Como si nada. Como si la inteligencia fuera un bien despreciable y la incultura aderezada con la mezquindad un valor al alza en las sociedades que han sustituido el punto G por el 5G. Cada vez son más los casos en los que adviertes que los que opinan lo hacen de oídas, porque de leídas es imposible que se pueda alcanzar tal nivel de idiocia.
Se polemiza para derrotar al oponente
No se cuestiona, pues, el desacuerdo político ni el pluralismo ideológico que es connatural a la especie humana. Por el contrario lo que sorprende es que cuando se comienza a discutir sobre un asunto se comprueba que alguno de los hispanoparlantes no sabe de qué habla, más allá de la necesidad de polemizar para derrotar al contrincante.

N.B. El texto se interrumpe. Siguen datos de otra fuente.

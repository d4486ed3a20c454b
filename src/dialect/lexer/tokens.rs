use crate::dialect::{Source, Span};

/// Punctuators of C, longest first so that the lexer can take the first match.
pub const PUNCTUATORS: &[&str] = &[
    "...", "<<=", ">>=", "->", "++", "--", "<<", ">>", "<=", ">=", "==", "!=", "&&", "||", "*=",
    "/=", "%=", "+=", "-=", "&=", "^=", "|=", "##", "[", "]", "(", ")", "{", "}", ".", "&", "*",
    "+", "-", "~", "!", "/", "%", "<", ">", "^", "|", "?", ":", ";", "=", ",", "#", "@", "\\",
];

#[derive(Debug, Clone, PartialEq)]
pub enum Lex {
    Identifier(String),

    /// A preprocessing number: digits, letters, `.` and signed exponents,
    /// e.g. `0x80`, `6100100`, `1.0e-7F`, `9223372036854775807LL`
    Number(String),

    /// String literal, including its quotes and any encoding prefix
    StringLiteral(String),

    /// Character literal, including its quotes and any encoding prefix
    CharLiteral(String),

    Punct(&'static str),

    /// End of a line.  Directives are delimited by these.
    Newline,
}

impl Lex {
    pub fn get_id(&self) -> Option<&str> {
        match self {
            Lex::Identifier(id) => Some(id),
            _ => None,
        }
    }

    pub fn is_punct(&self, p: &str) -> bool {
        match self {
            Lex::Punct(q) => *q == p,
            _ => false,
        }
    }

    pub fn is_newline(&self) -> bool {
        *self == Lex::Newline
    }

    pub fn is_number(&self) -> bool {
        matches!(self, Lex::Number(_))
    }
}

impl std::fmt::Display for Lex {
    fn fmt(&self, f: &mut std::fmt::Formatter<'_>) -> std::fmt::Result {
        use Lex::*;
        match self {
            Identifier(id) => f.write_fmt(format_args!("identifier {}", id)),
            Number(n) => f.write_fmt(format_args!("number {}", n)),
            StringLiteral(s) => f.write_fmt(format_args!("literal {}", s)),
            CharLiteral(c) => f.write_fmt(format_args!("character {}", c)),
            Punct(p) => f.write_str(p),
            Newline => f.write_str("end of line"),
        }
    }
}

#[derive(Debug, Clone, PartialEq)]
pub struct Token {
    /// The value of the token
    pub sym: Lex,

    pub span: Span,

    /// The line the token starts on
    pub line: u32,
}

impl std::fmt::Display for Token {
    fn fmt(&self, f: &mut std::fmt::Formatter<'_>) -> std::fmt::Result {
        f.write_fmt(format_args!("L{}: {}", self.line, self.sym))
    }
}

impl Token {
    pub fn new(sym: Lex, span: Span, line: u32) -> Token {
        Token { sym, span, line }
    }

    pub fn is_punct(&self, p: &str) -> bool {
        self.sym.is_punct(p)
    }

    pub fn is_newline(&self) -> bool {
        self.sym.is_newline()
    }

    pub fn is_number(&self) -> bool {
        self.sym.is_number()
    }

    pub fn id(&self) -> Option<&str> {
        self.sym.get_id()
    }
}

/// Spells out `tokens` from the text of `source`.  Tokens that were separated
/// by whitespace, comments, or escaped line breaks are separated by a single
/// space; tokens that touched still touch.
pub fn spell(source: &Source, tokens: &[Token]) -> String {
    let mut text = String::new();
    let mut prev: Option<Span> = None;

    for token in tokens {
        if prev.map_or(false, |p| !p.touches(token.span)) {
            text.push(' ');
        }
        text.push_str(source.slice(token.span).unwrap_or_default());
        prev = Some(token.span);
    }

    text
}
/// Errors which can be encountered while tokenizing C source text
#[derive(Clone, PartialEq, Debug)]
pub enum LexerError {
    Locked(Option<char>),
    UnterminatedString,
    UnterminatedChar,
    UnterminatedComment,
}

impl std::fmt::Display for LexerError {
    fn fmt(&self, f: &mut std::fmt::Formatter<'_>) -> std::fmt::Result {
        use LexerError::*;
        match self {
            Locked(None) => write!(f, "Lexer locked on EOF"),
            Locked(Some(c)) => write!(f, "Lexer locked on {}", c),
            UnterminatedString => write!(f, "String literal is missing its closing quote"),
            UnterminatedChar => write!(f, "Character literal is missing its closing quote"),
            UnterminatedComment => write!(f, "Block comment is missing its closing */"),
        }
    }
}

impl std::error::Error for LexerError {}
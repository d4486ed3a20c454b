use super::Origin;

/// Errors raised while assembling a profile from its rule sources
#[derive(Clone, Debug, PartialEq)]
pub enum ProfileError {
    /// The same symbol was given two different definitions
    DuplicateSymbolDefinition {
        profile: String,
        symbol: String,
        first: Origin,
        second: Origin,
    },
    InvalidSymbol {
        profile: String,
        symbol: String,
        origin: Origin,
    },
}

impl std::fmt::Display for ProfileError {
    fn fmt(&self, f: &mut std::fmt::Formatter<'_>) -> std::fmt::Result {
        match self {
            ProfileError::DuplicateSymbolDefinition {
                profile,
                symbol,
                first,
                second,
            } => write!(
                f,
                "{}: conflicting definitions of {} at {} and {}",
                profile, symbol, first, second
            ),
            ProfileError::InvalidSymbol {
                profile,
                symbol,
                origin,
            } => write!(
                f,
                "{}: '{}' at {} is not a valid identifier",
                profile, symbol, origin
            ),
        }
    }
}

impl std::error::Error for ProfileError {}
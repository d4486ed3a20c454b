//! Keil C51 for the 8051
//!
//! `interrupt`, `using`, `_task_` and `_priority_` take a number without
//! parentheses; they are elided calls so that the number goes with them.

use super::BuiltinTable;
use crate::dialect::CompilerFamily;

pub static TABLE: BuiltinTable = BuiltinTable {
    id: "keil-c51",
    family: CompilerFamily::KeilC51,
    target: "mcs51",
    description: "Keil C51 (8051)",
    undefines: &[],
    values: &[],
    keywords: &[
        "__C51__",
        // Function attributes
        "_at_",
        "reentrant",
        // Memory models
        "compact",
        "small",
        "large",
        // Memory types
        "data",
        "bdata",
        "idata",
        "pdata",
        "xdata",
        "code",
    ],
    elided_calls: &[
        ("interrupt", &["n"]),
        ("using", &["n"]),
        ("_task_", &["n"]),
        ("_priority_", &["n"]),
    ],
    function_macros: &[],
    type_aliases: &[
        ("bit", "_Bool"),
        ("sbit", "volatile _Bool"),
        ("sfr", "volatile unsigned char"),
        ("sfr16", "volatile unsigned short"),
        ("sfr32", "volatile unsigned long"),
    ],
    prototypes: &[],
};
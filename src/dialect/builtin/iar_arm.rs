//! IAR C/C++ Compiler for ARM

use super::BuiltinTable;
use crate::dialect::CompilerFamily;

pub static TABLE: BuiltinTable = BuiltinTable {
    id: "iar-arm",
    family: CompilerFamily::IarArm,
    target: "arm",
    description: "IAR C/C++ Compiler for ARM",
    undefines: &["__GNUC__"],
    values: &[
        ("__IAR_SYSTEMS_ICC__", "8"),
        ("__ICCarm__", "1"),
        ("__VER__", "7080002"),
    ],
    keywords: &[
        "__absolute",
        "__arm",
        "__big_endian",
        "__fiq",
        "__interwork",
        "__intrinsic",
        "__irq",
        "__little_endian",
        "__no_alloc",
        "__no_alloc16",
        "__nested",
        "__no_init",
        "__noreturn",
        "__packed",
        "__pcrel",
        "__ramfunc",
        "__root",
        "__ro_placement",
        "__sbrel",
        "__stackless",
        "__swi",
        "__task",
        "__thumb",
        "__weak",
    ],
    elided_calls: &[("__no_alloc_str", &["str"]), ("__no_alloc_str16", &["str"])],
    function_macros: &[],
    type_aliases: &[("__istate_t", "unsigned long"), ("__ul", "unsigned long")],
    prototypes: &[
        ("void", "__CLREX", "void"),
        ("unsigned char", "__CLZ", "unsigned long"),
        // Interrupt control
        ("void", "__disable_fiq", "void"),
        ("void", "__disable_interrupt", "void"),
        ("void", "__disable_irq", "void"),
        ("void", "__enable_fiq", "void"),
        ("void", "__enable_interrupt", "void"),
        ("void", "__enable_irq", "void"),
        ("__istate_t", "__get_interrupt_state", "void"),
        ("void", "__set_interrupt_state", "__istate_t"),
        // Barriers
        ("void", "__DMB", "void"),
        ("void", "__DSB", "void"),
        ("void", "__ISB", "void"),
        // Special registers
        ("unsigned long", "__get_BASEPRI", "void"),
        ("unsigned long", "__get_CONTROL", "void"),
        ("unsigned long", "__get_CPSR", "void"),
        ("unsigned long", "__get_FAULTMASK", "void"),
        ("unsigned long", "__get_FPSCR", "void"),
        ("unsigned long", "__get_IPSR", "void"),
        ("unsigned long", "__get_LR", "void"),
        ("unsigned long", "__get_MSP", "void"),
        ("unsigned long", "__get_PRIMASK", "void"),
        ("unsigned long", "__get_PSP", "void"),
        ("unsigned long", "__get_PSR", "void"),
        ("unsigned long", "__get_SB", "void"),
        ("unsigned long", "__get_SP", "void"),
        ("void", "__set_BASEPRI", "unsigned long"),
        ("void", "__set_CONTROL", "unsigned long"),
        ("void", "__set_CPSR", "unsigned long"),
        ("void", "__set_FAULTMASK", "unsigned long"),
        ("void", "__set_FPSCR", "unsigned long"),
        ("void", "__set_LR", "unsigned long"),
        ("void", "__set_MSP", "unsigned long"),
        ("void", "__set_PRIMASK", "unsigned long"),
        ("void", "__set_PSP", "unsigned long"),
        ("void", "__set_SB", "unsigned long"),
        ("void", "__set_SP", "unsigned long"),
        // Coprocessor access
        ("void", "__LDC", "__ul coproc, __ul CRn, __ul const *src"),
        ("void", "__LDCL", "__ul coproc, __ul CRn, __ul const *src"),
        ("void", "__LDC2", "__ul coproc, __ul CRn, __ul const *src"),
        ("void", "__LDC2L", "__ul coproc, __ul CRn, __ul const *src"),
        ("void", "__LDC_noidx", "__ul coproc, __ul CRn, __ul const *src, __ul option"),
        ("void", "__LDCL_noidx", "__ul coproc, __ul CRn, __ul const *src, __ul option"),
        ("void", "__LDC2_noidx", "__ul coproc, __ul CRn, __ul const *src, __ul option"),
        ("void", "__LDC2L_noidx", "__ul coproc, __ul CRn, __ul const *src, __ul option"),
        ("void", "__MCR", "__ul coproc, __ul opcode_1, __ul src, __ul CRn, __ul CRm, __ul opcode_2"),
        ("void", "__MCR2", "__ul coproc, __ul opcode_1, __ul src, __ul CRn, __ul CRm, __ul opcode_2"),
        ("unsigned long", "__MRC", "__ul coproc, __ul opcode_1, __ul CRn, __ul CRm, __ul opcode_2"),
        ("unsigned long", "__MRC2", "__ul coproc, __ul opcode_1, __ul CRn, __ul CRm, __ul opcode_2"),
        // Exclusive access
        ("unsigned long", "__LDREX", "unsigned long *"),
        ("unsigned char", "__LDREXB", "unsigned char *"),
        ("unsigned long long", "__LDREXD", "unsigned long long *"),
        ("unsigned short", "__LDREXH", "unsigned short *"),
        // Instructions
        ("void", "__no_operation", "void"),
        ("unsigned long", "__PKHBT", "unsigned long x, unsigned long y, unsigned long count"),
        ("unsigned long", "__PKHTB", "unsigned long x, unsigned long y, unsigned long count"),
        ("void", "__PLD", "void const *"),
        ("void", "__PLDW", "void const *"),
        ("void", "__PLI", "void const *"),
        ("signed long", "__QADD", "signed long, signed long"),
        ("signed long", "__QDADD", "signed long, signed long"),
        ("signed long", "__QDSUB", "signed long, signed long"),
        ("signed long", "__QSUB", "signed long, signed long"),
        ("unsigned long", "__QADD8", "unsigned long, unsigned long"),
        ("unsigned long", "__QADD16", "unsigned long, unsigned long"),
        ("unsigned long", "__QASX", "unsigned long, unsigned long"),
        ("unsigned long", "__QSAX", "unsigned long, unsigned long"),
        ("unsigned long", "__QSUB8", "unsigned long, unsigned long"),
        ("unsigned long", "__QSUB16", "unsigned long, unsigned long"),
        ("unsigned long", "__QCFlag", "void"),
        ("signed long", "__QDOUBLE", "signed long"),
        ("int", "__QFlag", "void"),
        ("unsigned long", "__RBIT", "unsigned long"),
        ("void", "__reset_Q_flag", "void"),
        ("void", "__reset_QC_flag", "void"),
        ("unsigned long", "__REV", "unsigned long"),
        ("unsigned long", "__REV16", "unsigned long"),
        ("signed long", "__REVSH", "short"),
        ("unsigned long", "__SADD8", "unsigned long, unsigned long"),
        ("unsigned long", "__SADD16", "unsigned long, unsigned long"),
        ("unsigned long", "__SASX", "unsigned long, unsigned long"),
        ("unsigned long", "__SSAX", "unsigned long, unsigned long"),
        ("unsigned long", "__SSUB8", "unsigned long, unsigned long"),
        ("unsigned long", "__SSUB16", "unsigned long, unsigned long"),
        ("unsigned long", "__SEL", "unsigned long, unsigned long"),
        ("void", "__SEV", "void"),
        ("long", "__WFI", "void"),
        ("long", "__WFE", "void"),
        ("long", "__YIELD", "void"),
    ],
};
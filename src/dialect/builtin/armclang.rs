//! ARM Compiler 6 (armclang), built on clang 7.
//!
//! `__asm` appears in the vendor headers both as a keyword and as a call;
//! here it is a single elided call, which also removes the bare keyword.
//! `volatile(x)` removes the operand of `__asm volatile ("...")`; a bare
//! `volatile` is a C keyword and stays.
//! The interrupt control intrinsics are declared as prototypes, except
//! `__disable_irq` and `__disable_fiq` whose return value differs between
//! the compiler's own header and its documentation, so they are elided.

use super::BuiltinTable;
use crate::dialect::CompilerFamily;
use crate::diagnostics::TracingConfig;
use crate::dialect::source::{Source, SourceChar, Span};

use super::tokens::{Lex, Token, PUNCTUATORS};
use super::{LexerError, LexerResult};

/// Prefixes which may precede a string or character literal
const ENCODING_PREFIXES: [&str; 4] = ["u8", "u", "U", "L"];

struct LexerBranch<'a, 'src> {
    lexer: &'a mut Lexer<'src>,
    index: usize,
}

impl<'a, 'src> LexerBranch<'a, 'src> {
    fn from(l: &'a mut Lexer<'src>) -> LexerBranch<'a, 'src> {
        LexerBranch {
            index: l.index,
            lexer: l,
        }
    }

    /// Merges this branch back into its source Lexer.  Merging has the effect
    /// of accepting the current branch as correct and moving the cursor of the
    /// source lexer to match the cursor of the branch.
    fn merge(mut self) -> Option<(String, Span)> {
        let cut = self.cut();
        if cut.is_some() {
            self.lexer.advance_to(self.index);
        }
        cut
    }

    /// Cuts the text from the source lexer's cursor up to the branch cursor.
    /// This will NOT update the source.  That must be done with `merge`.
    fn cut(&self) -> Option<(String, Span)> {
        let start = self.lexer.index;
        let stop = self.index;

        if start >= stop {
            None
        } else {
            let s: String = self.lexer.chars[start..stop]
                .iter()
                .map(|c| c.char())
                .collect();
            let low = self.lexer.chars[start].offset();
            let high = self.lexer.offset_at(stop);

            Some((s, Span::new(low, high)))
        }
    }

    /// Advances the cursor one character and returns the character that was
    /// pointed to by the cursor before the advance.  Returns None if the cursor
    /// was already at the end of the stream.
    fn next(&mut self) -> Option<SourceChar> {
        let c = self.peek()?;
        self.index += 1;
        Some(c)
    }

    /// Advances the cursor one character, if the next character matches the given
    /// test character.
    fn next_if(&mut self, t: char) -> bool {
        if self.peek_if(t) {
            self.index += 1;
            true
        } else {
            false
        }
    }

    /// Will advance the cursor if the stream after the cursor starts with the
    /// given test string.  If the remaining stream does not start with the
    /// test string then the cursor is not advanced.
    fn next_if_word(&mut self, t: &str) -> bool {
        if self.peek_ifn(t) {
            self.index += t.chars().count();
            true
        } else {
            false
        }
    }

    fn next_if_one_of<'s>(&mut self, words: &[&'s str]) -> Option<&'s str> {
        for w in words {
            if self.next_if_word(w) {
                return Some(w);
            }
        }

        None
    }

    /// Returns the character pointed at by the cursor which is the next
    /// character in the stream.
    fn peek(&self) -> Option<SourceChar> {
        self.lexer.chars.get(self.index).copied()
    }

    /// Returns the character `n` places past the cursor.
    fn peek_at(&self, n: usize) -> Option<SourceChar> {
        self.lexer.chars.get(self.index + n).copied()
    }

    fn peek_if(&self, t: char) -> bool {
        self.peek().map_or(false, |c| c == t)
    }

    /// Checks if the character stream from the current cursor starts with
    /// the given test string, without advancing the cursor.
    fn peek_ifn(&self, t: &str) -> bool {
        let mut i = self.index;
        for tc in t.chars() {
            match self.lexer.chars.get(i) {
                Some(c) if *c == tc => i += 1,
                _ => return false,
            }
        }
        true
    }
}

/// Converts a [`Source`] into C tokens.
pub struct Lexer<'src> {
    source: &'src Source,
    chars: Vec<SourceChar>,
    index: usize,

    /// The line that the cursor is on
    line: u32,

    tracing: TracingConfig,
}

impl<'src> Lexer<'src> {
    pub fn new(source: &'src Source, tracing: TracingConfig) -> Lexer<'src> {
        Lexer {
            source,
            chars: source.chars(),
            index: 0,
            line: 1,
            tracing,
        }
    }

    pub fn line(&self) -> u32 {
        self.line
    }

    /// Converts the source text to a vector of tokens.  Tokenizing stops at the
    /// first error, which is the last element of the result.
    pub fn tokenize(&mut self) -> Vec<LexerResult<Token>> {
        let mut tokens = vec![];

        while self.index < self.chars.len() {
            // Comments and whitespace separate tokens but are not tokens
            if let Err(err) = self.consume_trivia() {
                tokens.push(Err(err));
                break;
            }

            if self.index >= self.chars.len() {
                break;
            }

            // Record the current index position, so that we can see if the lexer
            // has advanced
            let prev_index = self.index;

            match self.next_token() {
                Ok(Some(t)) => {
                    crate::trace!(self, "{}", t.sym);
                    tokens.push(Ok(t))
                }
                Ok(None) => (),
                Err(err) => {
                    tokens.push(Err(err));
                    break;
                }
            }

            // Can no longer consume the input text
            if prev_index == self.index {
                tokens.push(err!(
                    self.line,
                    self.current_char_span(),
                    LexerError::Locked(self.current_char().map(|c| c.char()))
                ));
                break;
            }
        }

        tokens
    }

    /// Attempt to parse the token which immediately follows from where the lexer
    /// cursor is currently pointing.
    fn next_token(&mut self) -> LexerResult<Option<Token>> {
        let line = self.line;
        self.consume_newline()
            .transpose()
            .or_else(|| self.consume_literal().transpose())
            .or_else(|| self.consume_number().transpose())
            .or_else(|| self.consume_identifier().transpose())
            .or_else(|| self.consume_punctuator().transpose())
            .transpose()
            .map(|ok| ok.map(|(sym, span)| Token::new(sym, span, line)))
    }

    /// Skips blanks, escaped line breaks, and comments.
    fn consume_trivia(&mut self) -> LexerResult<()> {
        loop {
            let start = self.index;
            self.consume_whitespace();
            self.consume_line_comment();
            self.consume_block_comment()?;

            if start == self.index {
                return Ok(());
            }
        }
    }

    fn consume_whitespace(&mut self) {
        let mut branch = LexerBranch::from(self);
        loop {
            if branch.peek().map_or(false, |c| c.is_blank()) {
                branch.next();
            } else if !(branch.next_if_word("\\\n") || branch.next_if_word("\\\r\n")) {
                break;
            }
        }
        branch.merge();
    }

    fn consume_line_comment(&mut self) {
        let mut branch = LexerBranch::from(self);
        if branch.next_if_word("//") {
            // The line break belongs to the token stream
            while branch.peek().map_or(false, |c| c != '\n') {
                branch.next();
            }

            branch.merge();
            crate::trace!(self, "Line Comment");
        }
    }

    fn consume_block_comment(&mut self) -> LexerResult<()> {
        let line = self.line;
        let span = Span::new(self.offset_at(self.index), self.source.len());
        let mut branch = LexerBranch::from(self);
        if branch.next_if_word("/*") {
            while !branch.next_if_word("*/") {
                if branch.next().is_none() {
                    return err!(line, span, LexerError::UnterminatedComment);
                }
            }

            branch.merge();
            crate::trace!(self, "Block Comment");
        }

        Ok(())
    }

    fn consume_newline(&mut self) -> LexerResult<Option<(Lex, Span)>> {
        let mut branch = LexerBranch::from(self);
        if branch.next_if('\n') {
            Ok(branch.merge().map(|(_, span)| (Lex::Newline, span)))
        } else {
            Ok(None)
        }
    }

    /// String and character literals, with an optional encoding prefix.
    fn consume_literal(&mut self) -> LexerResult<Option<(Lex, Span)>> {
        let line = self.line;
        let low = self.offset_at(self.index);
        let end = self.source.len();
        let mut branch = LexerBranch::from(self);
        branch.next_if_one_of(&ENCODING_PREFIXES);

        let (quote, unterminated) = if branch.next_if('"') {
            ('"', LexerError::UnterminatedString)
        } else if branch.next_if('\'') {
            ('\'', LexerError::UnterminatedChar)
        } else {
            return Ok(None);
        };

        loop {
            match branch.next() {
                Some(c) if c == quote => break,
                Some(c) if c == '\\' => {
                    // Escaped characters, including escaped line breaks, are
                    // kept as they are
                    if branch.next().is_none() {
                        return err!(line, Span::new(low, end), unterminated);
                    }
                }
                Some(c) if c == '\n' => {
                    return err!(line, Span::new(low, c.offset()), unterminated);
                }
                Some(_) => (),
                None => return err!(line, Span::new(low, end), unterminated),
            }
        }

        Ok(branch.merge().map(|(text, span)| {
            if quote == '"' {
                (Lex::StringLiteral(text), span)
            } else {
                (Lex::CharLiteral(text), span)
            }
        }))
    }

    /// Preprocessing numbers: a digit, or a `.` followed by a digit, then any
    /// run of identifier characters, dots, and signed exponents.
    fn consume_number(&mut self) -> LexerResult<Option<(Lex, Span)>> {
        let mut branch = LexerBranch::from(self);

        let starts_number = match branch.peek() {
            Some(c) if c.is_ascii_digit() => true,
            Some(c) if c == '.' => branch.peek_at(1).map_or(false, |d| d.is_ascii_digit()),
            _ => false,
        };
        if !starts_number {
            return Ok(None);
        }

        while let Some(c) = branch.next() {
            let signed_exponent = "eEpP".contains(c.char())
                && branch.peek().map_or(false, |s| s == '+' || s == '-');
            if signed_exponent {
                branch.next();
            }

            match branch.peek() {
                Some(n) if n.is_alphanumeric() || n == '_' || n == '.' => (),
                _ => break,
            }
        }

        Ok(branch.merge().map(|(n, span)| (Lex::Number(n), span)))
    }

    /// Identifiers may contain `$`, as armclang, GCC and IAR allow.
    fn consume_identifier(&mut self) -> LexerResult<Option<(Lex, Span)>> {
        let mut branch = LexerBranch::from(self);
        if branch
            .peek()
            .map_or(false, |c| c.is_alphabetic() || c == '_' || c == '$')
        {
            while branch
                .peek()
                .map_or(false, |c| c.is_alphanumeric() || c == '_' || c == '$')
            {
                branch.next();
            }
        }

        Ok(branch.merge().map(|(id, span)| (Lex::Identifier(id), span)))
    }

    fn consume_punctuator(&mut self) -> LexerResult<Option<(Lex, Span)>> {
        let mut branch = LexerBranch::from(self);
        match branch.next_if_one_of(PUNCTUATORS) {
            Some(p) => Ok(branch.merge().map(|(_, span)| (Lex::Punct(p), span))),
            None => Ok(None),
        }
    }

    /// Moves the cursor forward to `index`, counting the lines passed over.
    fn advance_to(&mut self, index: usize) {
        let passed = self.chars[self.index..index]
            .iter()
            .filter(|c| **c == '\n')
            .count();
        self.line += passed as u32;
        self.index = index;
    }

    /// Returns the byte offset of the character at `index`, or the end of the
    /// source if `index` is past the last character.
    fn offset_at(&self, index: usize) -> usize {
        self.chars
            .get(index)
            .map_or(self.source.len(), |c| c.offset())
    }

    /// Returns the character that the lexer cursor is currently pointing to.
    fn current_char(&self) -> Option<SourceChar> {
        self.chars.get(self.index).copied()
    }

    /// Returns the span covered by the character the lexer cursor is currently
    /// pointing at.  At the end of the input this is an empty span at the end.
    fn current_char_span(&self) -> Span {
        let low = self.offset_at(self.index);
        let high = self.offset_at(self.index + 1);
        Span::new(low, high)
    }
}

/// Tokenizes all of `source`, stopping at the first error.
pub fn tokenize(source: &Source, tracing: TracingConfig) -> LexerResult<Vec<Token>> {
    Lexer::new(source, tracing).tokenize().into_iter().collect()
}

Y eso que se presume que todos tenemos más tiempo para leer, para reflexionar y hasta para escribir, porque ya no tenemos que salir a cazar para comer, ni tenemos que acarrear nuestra ropa sucia al lavadero colectivo, como Almodóvar o yo mismo. Ni siquiera tenemos que cortar leña para prender fuego a la lumbre de la chimenea, a no ser que nos demos de «Cincuenta sombras de Grey» cañí y españolazo, con alfombra de leopardo como en las películas calientes de la Transición.
Tenemos más tiempo, pero igual somos más tontos
Por el contrario, tenemos unos dispositivos en las manos que nos corrigen curiosamente nuestras palabras, a veces para formalizar faltas de ortografía. Unos ordenadores que nos permiten conocer y desconocer todo el mundo. Unas televisiones que nos dicen lo que tenemos que pensar en muchas ocasiones. Pues bien, si tenemos más tiempo que hace media centuria para el estudio y para la lectura, si tenemos mejoras nutricionales y sociosanitarias, y paralelamente disponemos de más medios para acceder al conocimiento, lo lógico es que cada vez fuéramos más inteligentes.
Sería lo lógico. Y todo hacía pensar que era así porque hasta hace dos décadas nadie cuestionaba el «efecto Flynn». Tomado del investigador James R. Flynn, sus estudios revelaron que los norteamericanos incrementaban sus coeficientes de inteligencia desde 1932, a la vez que lo hacían en otros 32 países. Todo ello fruto de una mejora sostenida de la calidad de vida de los terrícolas.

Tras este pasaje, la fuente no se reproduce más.